We report three cases of pigmentary demarcation lines associated with pregnancy. In addition, we reviewed 19 cases including our 3 cases, which were reported in Japan. Most cases occurred during the latter period of pregnancy (after the seventh month), and the pigmentation faded spontaneously or disappeared a few months after delivery in all cases except one. Pigmentary demarcation lines are classified into five groups (types A-E). Of the 19 cases we reviewed, 2 cases showed lines of both types A and B, whereas all the other cases showed type B lines.
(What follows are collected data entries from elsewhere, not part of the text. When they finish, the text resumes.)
mod dryrun;
mod gemini;

pub use dryrun::DryrunBackend;
pub use gemini::GeminiBackend;

use std::error::Error as StdError;

use thiserror::Error;

use crate::client::GenerationRequest;
use crate::outcome::{ErrorKind, GeneratedImage};

/// One remote image service.
///
/// `send` performs exactly one call. Retries are a caller decision.
pub trait GenerationBackend {
    fn name(&self) -> &str;
    fn send(&self, request: &GenerationRequest) -> Result<BackendResponse, TransportError>;
}

/// Service response reduced to what outcome interpretation needs.
#[derive(Debug, Clone, Default, PartialEq, Eq)]
pub struct BackendResponse {
    /// Prompt-level block reported before any candidate was produced.
    pub block_reason: Option<String>,
    /// First candidate only; later candidates are never used.
    pub candidate: Option<Candidate>,
}

#[derive(Debug, Clone, Default, PartialEq, Eq)]
pub struct Candidate {
    pub finish_reason: Option<String>,
    pub parts: Vec<ContentPart>,
}

#[derive(Debug, Clone, PartialEq, Eq)]
pub enum ContentPart {
    Image(GeneratedImage),
    Text(String),
}

#[derive(Debug, Clone, PartialEq, Eq, Error)]
pub enum TransportError {
    #[error("HTTP {code}: {body}")]
    Status { code: u16, body: String },
    #[error("request timed out: {0}")]
    Timeout(String),
    #[error("connection failed: {0}")]
    Connect(String),
    #[error("invalid response payload: {0}")]
    InvalidPayload(String),
    #[error("{0}")]
    Other(String),
}

impl TransportError {
    pub fn from_reqwest(err: &reqwest::Error) -> Self {
        let message = error_chain_text(err, 512);
        if err.is_timeout() {
            return Self::Timeout(message);
        }
        if err.is_connect() {
            return Self::Connect(message);
        }
        if err.is_decode() || err.is_body() {
            return Self::InvalidPayload(message);
        }
        if let Some(status) = err.status() {
            return Self::Status {
                code: status.as_u16(),
                body: message,
            };
        }
        Self::Other(message)
    }

    /// Structured classification first; message heuristics only when the
    /// transport could not say more.
    pub fn kind(&self) -> ErrorKind {
        match self {
            Self::Status { code: 429, .. } => ErrorKind::RateLimited,
            Self::Status { code, .. } if (500..600).contains(code) => ErrorKind::ServerError,
            Self::Status { body, .. } => classify_message(body),
            Self::Timeout(_) | Self::Connect(_) => ErrorKind::NetworkError,
            Self::InvalidPayload(_) => ErrorKind::ServerError,
            Self::Other(message) => classify_message(message),
        }
    }
}

/// Last-resort mapping of free-form error text.
pub fn classify_message(message: &str) -> ErrorKind {
    let lowered = message.to_ascii_lowercase();
    let has = |needles: &[&str]| needles.iter().any(|needle| lowered.contains(needle));
    if has(&[
        "429",
        "rate limit",
        "rate-limit",
        "quota",
        "resource_exhausted",
        "too many requests",
    ]) {
        return ErrorKind::RateLimited;
    }
    if has(&["500", "502", "503", "504", "unavailable", "overloaded", "internal"]) {
        return ErrorKind::ServerError;
    }
    if has(&["network", "timeout", "timed out", "connection", "dns", "xhr", "fetch"]) {
        return ErrorKind::NetworkError;
    }
    ErrorKind::Unknown
}

fn error_chain_text(err: &(dyn StdError + 'static), max_chars: usize) -> String {
    let mut parts: Vec<String> = Vec::new();
    let mut current: Option<&(dyn StdError + 'static)> = Some(err);
    while let Some(cause) = current {
        let text = cause.to_string();
        let trimmed = text.trim();
        if !trimmed.is_empty() && parts.last().map(String::as_str) != Some(trimmed) {
            parts.push(trimmed.to_string());
        }
        current = cause.source();
    }
    truncate_text(&parts.join(" | caused by: "), max_chars)
}

pub(crate) fn truncate_text(value: &str, max_chars: usize) -> String {
    if value.chars().count() <= max_chars {
        return value.to_string();
    }
    value.chars().take(max_chars).collect::<String>() + "…"
}
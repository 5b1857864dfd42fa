use std::fs;
use std::path::{Path, PathBuf};

use anyhow::{bail, Context, Result};
use clap::{Args, Parser, Subcommand, ValueEnum};
use serde_json::json;
use studio_contracts::events::ProgressLog;
use studio_contracts::{
    AspectRatio, ColorGradingStyle, HistoryStore, JsonHistoryStore, LightingIntensity, QualityMode,
    StyleSettings,
};
use studio_engine::prompt::face_swap_prompt;
use studio_engine::{
    apply_adjustments, Adjustments, BatchEvent, BatchItem, DryrunBackend, GeminiBackend,
    GeneratedImage, GenerationBackend, GenerationOutcome, PortraitPrompt, PromptFactory,
    PromptSpec, SingleJob, SourceImage, Studio, StudioConfig,
};

#[derive(Debug, Parser)]
#[command(name = "studio-rs", version, about = "Cinema portrait studio CLI")]
struct Cli {
    #[command(subcommand)]
    command: Command,
}

#[derive(Debug, Subcommand)]
enum Command {
    /// Restyle one photo.
    Generate(GenerateArgs),
    /// Put the face from one photo onto another.
    Faceswap(FaceSwapArgs),
    /// Restyle several photos with the same settings.
    Batch(BatchArgs),
    /// Ask for changes to a previous result. Not saved to history.
    Refine(RefineArgs),
    /// Apply tonal adjustments locally; writes a PNG.
    Edit(EditArgs),
    #[command(subcommand)]
    History(HistoryCommand),
}

#[derive(Debug, Subcommand)]
enum HistoryCommand {
    List(HistoryListArgs),
    Delete(HistoryDeleteArgs),
}

#[derive(Debug, Clone, Copy, PartialEq, Eq, ValueEnum)]
enum BackendKind {
    Gemini,
    Dryrun,
}

#[derive(Debug, Args)]
struct RuntimeArgs {
    #[arg(long, value_enum, default_value = "gemini")]
    backend: BackendKind,
    /// Overrides STUDIO_HISTORY_DIR.
    #[arg(long)]
    history: Option<PathBuf>,
    /// Overrides STUDIO_IMAGE_MODEL.
    #[arg(long)]
    model: Option<String>,
}

#[derive(Debug, Args)]
struct StyleArgs {
    #[arg(long)]
    prompt: Option<String>,
    #[arg(long)]
    preset: Option<String>,
    #[arg(long, default_value = "auto")]
    aspect: AspectRatio,
    #[arg(long, value_parser = parse_lighting, default_value = "cinematic")]
    lighting: LightingIntensity,
    #[arg(long, value_parser = parse_grading, default_value = "teal_orange")]
    grading: ColorGradingStyle,
    #[arg(long, value_parser = parse_quality, default_value = "high")]
    quality: QualityMode,
    #[arg(long, default_value_t = 75, value_parser = clap::value_parser!(u8).range(0..=100))]
    face_detail: u8,
    #[arg(long, default_value_t = 30, value_parser = clap::value_parser!(u8).range(0..=100))]
    creativity: u8,
    #[arg(long)]
    no_skin_texture: bool,
}

#[derive(Debug, Parser)]
struct GenerateArgs {
    #[arg(long)]
    image: PathBuf,
    #[arg(long)]
    out: PathBuf,
    #[command(flatten)]
    style: StyleArgs,
    #[command(flatten)]
    runtime: RuntimeArgs,
}

#[derive(Debug, Parser)]
struct FaceSwapArgs {
    #[arg(long)]
    target: PathBuf,
    #[arg(long)]
    face: PathBuf,
    #[arg(long)]
    out: PathBuf,
    #[arg(long)]
    prompt: Option<String>,
    #[arg(long, default_value = "auto")]
    aspect: AspectRatio,
    #[arg(long, value_parser = parse_quality, default_value = "high")]
    quality: QualityMode,
    #[command(flatten)]
    runtime: RuntimeArgs,
}

#[derive(Debug, Parser)]
struct BatchArgs {
    #[arg(long = "image", required = true)]
    images: Vec<PathBuf>,
    #[arg(long)]
    out: PathBuf,
    /// JSONL progress log; defaults to `<out>/events.jsonl`.
    #[arg(long)]
    events: Option<PathBuf>,
    #[command(flatten)]
    style: StyleArgs,
    #[command(flatten)]
    runtime: RuntimeArgs,
}

#[derive(Debug, Parser)]
struct RefineArgs {
    /// Previously generated image.
    #[arg(long)]
    image: PathBuf,
    #[arg(long)]
    text: String,
    #[arg(long)]
    out: PathBuf,
    #[arg(long, default_value = "auto")]
    aspect: AspectRatio,
    #[command(flatten)]
    runtime: RuntimeArgs,
}

#[derive(Debug, Parser)]
struct EditArgs {
    #[arg(long)]
    image: PathBuf,
    #[arg(long)]
    out: PathBuf,
    #[arg(long, default_value_t = 100, value_parser = clap::value_parser!(u16).range(0..=200))]
    brightness: u16,
    #[arg(long, default_value_t = 100, value_parser = clap::value_parser!(u16).range(0..=200))]
    contrast: u16,
    #[arg(long, default_value_t = 100, value_parser = clap::value_parser!(u16).range(0..=200))]
    saturation: u16,
    #[arg(long, default_value_t = 0, value_parser = clap::value_parser!(u8).range(0..=100))]
    sepia: u8,
    #[arg(long, default_value_t = 0, value_parser = clap::value_parser!(u8).range(0..=10))]
    blur: u8,
}

impl EditArgs {
    fn adjustments(&self) -> Adjustments {
        Adjustments {
            brightness: self.brightness,
            contrast: self.contrast,
            saturation: self.saturation,
            sepia: self.sepia,
            blur: self.blur,
        }
    }
}

#[derive(Debug, Parser)]
struct HistoryListArgs {
    #[arg(long)]
    history: Option<PathBuf>,
    #[arg(long, default_value_t = 0)]
    offset: usize,
    #[arg(long, default_value_t = 10)]
    limit: usize,
}

#[derive(Debug, Parser)]
struct HistoryDeleteArgs {
    id: String,
    #[arg(long)]
    history: Option<PathBuf>,
}

fn main() {
    env_logger::Builder::from_env(env_logger::Env::default().default_filter_or("info")).init();
    match run() {
        Ok(code) => std::process::exit(code),
        Err(err) => {
            eprintln!("studio-rs error: {err:#}");
            std::process::exit(1);
        }
    }
}

fn run() -> Result<i32> {
    let cli = Cli::parse();
    let config = StudioConfig::from_env();
    match cli.command {
        Command::Generate(args) => run_generate(&config, args),
        Command::Faceswap(args) => run_faceswap(&config, args),
        Command::Batch(args) => run_batch(&config, args),
        Command::Refine(args) => run_refine(&config, args),
        Command::Edit(args) => run_edit(args),
        Command::History(HistoryCommand::List(args)) => run_history_list(&config, args),
        Command::History(HistoryCommand::Delete(args)) => run_history_delete(&config, args),
    }
}

fn run_generate(config: &StudioConfig, args: GenerateArgs) -> Result<i32> {
    let mut studio = open_studio(config, &args.runtime)?;
    let source = SourceImage::from_path(&args.image)?;
    let job = SingleJob::new(source, portrait_prompt(&args.style).prompt_spec());
    let outcome = studio.generate(&job);
    finish_single(outcome, &args.out, "portrait")
}

fn run_faceswap(config: &StudioConfig, args: FaceSwapArgs) -> Result<i32> {
    let mut studio = open_studio(config, &args.runtime)?;
    let target = SourceImage::from_path(&args.target)?;
    let face = SourceImage::from_path(&args.face)?;
    let prompt =
        PromptSpec::new(face_swap_prompt(args.prompt.as_deref(), args.quality), args.aspect);
    let outcome = studio.generate(&SingleJob::face_swap(target, face, prompt));
    finish_single(outcome, &args.out, "faceswap")
}

fn run_batch(config: &StudioConfig, args: BatchArgs) -> Result<i32> {
    fs::create_dir_all(&args.out)
        .with_context(|| format!("failed creating {}", args.out.display()))?;
    let events_path = args
        .events
        .clone()
        .unwrap_or_else(|| args.out.join("events.jsonl"));
    let session_id = args
        .out
        .file_name()
        .and_then(|value| value.to_str())
        .filter(|value| !value.is_empty())
        .unwrap_or("batch-rs")
        .to_string();
    let mut studio = open_studio(config, &args.runtime)?
        .with_progress_log(ProgressLog::new(events_path, session_id));

    let sources = args
        .images
        .iter()
        .map(|path| SourceImage::from_path(path))
        .collect::<Result<Vec<_>>>()?;
    let mut items = BatchItem::from_sources(sources);
    let prompt = portrait_prompt(&args.style);

    let report = studio.run_batch(&mut items, &prompt, &mut |event: &BatchEvent| match event {
        BatchEvent::ItemStarted { current, total, .. } => {
            log::info!("processing {current}/{total}");
        }
        BatchEvent::ItemFinished {
            item_id,
            status,
            error_kind,
            ..
        } => match error_kind {
            Some(kind) => log::warn!("{item_id}: {status} ({kind})"),
            None => log::info!("{item_id}: {status}"),
        },
        BatchEvent::Completed { .. } => {}
    });

    for item in &items {
        if let Some(image) = item.result() {
            let path = write_image(&args.out, item.id(), image)?;
            println!("{}\t{}", item.id(), path.display());
        } else if let Some(failure) = item.failure() {
            println!("{}\terror\t{}", item.id(), failure.user_message());
        }
    }
    println!(
        "{}",
        json!({
            "total": report.total,
            "succeeded": report.succeeded,
            "failed": report.failed,
            "skipped": report.skipped,
            "preview_item_id": report.preview_item_id,
        })
    );
    Ok(if report.failed > 0 && report.succeeded == 0 { 1 } else { 0 })
}

fn run_refine(config: &StudioConfig, args: RefineArgs) -> Result<i32> {
    if args.text.trim().is_empty() {
        bail!("--text must not be blank");
    }
    let mut studio = open_studio(config, &args.runtime)?;
    let previous = SourceImage::from_path(&args.image)?;
    let previous = GeneratedImage {
        bytes: previous.bytes,
        mime_type: previous.mime_type,
    };
    let outcome = studio.refine(&previous, args.text.trim(), args.aspect);
    finish_single(outcome, &args.out, "refined")
}

fn run_edit(args: EditArgs) -> Result<i32> {
    let source = SourceImage::from_path(&args.image)?;
    let source = GeneratedImage {
        bytes: source.bytes,
        mime_type: source.mime_type,
    };
    let adjusted = apply_adjustments(&source, &args.adjustments())
        .with_context(|| format!("failed adjusting {}", args.image.display()))?;
    let path = write_image(&args.out, "edited", &adjusted)?;
    println!("{}", path.display());
    Ok(0)
}

fn run_history_list(config: &StudioConfig, args: HistoryListArgs) -> Result<i32> {
    let root = args.history.unwrap_or_else(|| config.history_dir.clone());
    let mut store = JsonHistoryStore::new(root);
    let total = store.count()?;
    for entry in store.list(args.offset, args.limit)? {
        println!(
            "{}",
            json!({
                "id": entry.id,
                "timestamp": entry.timestamp,
                "mode": entry.mode,
                "aspect_ratio": entry.aspect_ratio,
                "mime_type": entry.mime_type,
                "bytes": entry.image_bytes.len(),
                "prompt": entry.prompt,
            })
        );
    }
    log::info!("{total} history entries");
    Ok(0)
}

fn run_history_delete(config: &StudioConfig, args: HistoryDeleteArgs) -> Result<i32> {
    let root = args.history.unwrap_or_else(|| config.history_dir.clone());
    let mut store = JsonHistoryStore::new(root);
    store.delete(&args.id)?;
    println!("deleted {}", args.id);
    Ok(0)
}

fn open_studio(config: &StudioConfig, runtime: &RuntimeArgs) -> Result<Studio> {
    let mut config = config.clone();
    if let Some(history) = &runtime.history {
        config.history_dir = history.clone();
    }
    if let Some(model) = &runtime.model {
        config.model = model.clone();
    }
    let backend: Box<dyn GenerationBackend> = match runtime.backend {
        BackendKind::Gemini => Box::new(GeminiBackend::from_config(&config)?),
        BackendKind::Dryrun => Box::new(DryrunBackend::default()),
    };
    let mut studio = Studio::open(&config, backend);
    studio.history_mut().load_more()?;
    Ok(studio)
}
pub mod aspect;
pub mod events;
pub mod history;
pub mod style;

pub use aspect::AspectRatio;
pub use history::{HistoryEntry, HistoryStore, JsonHistoryStore};
pub use style::{ColorGradingStyle, GenerationMode, LightingIntensity, QualityMode, StyleSettings};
Although there have only been 29 cases of pigmentary demarcation lines associated with pregnancy reported to date, before ours, we experienced 3 cases within 3 months, therefore it is possible that many such cases are overlooked. Pigmentary demarcation lines are mainly a cosmetic problem. Two of our three cases presented to obstetricians initially. We suggest that dermatologists should be aware that pigmentary demarcation lines may be associated with pregnancy.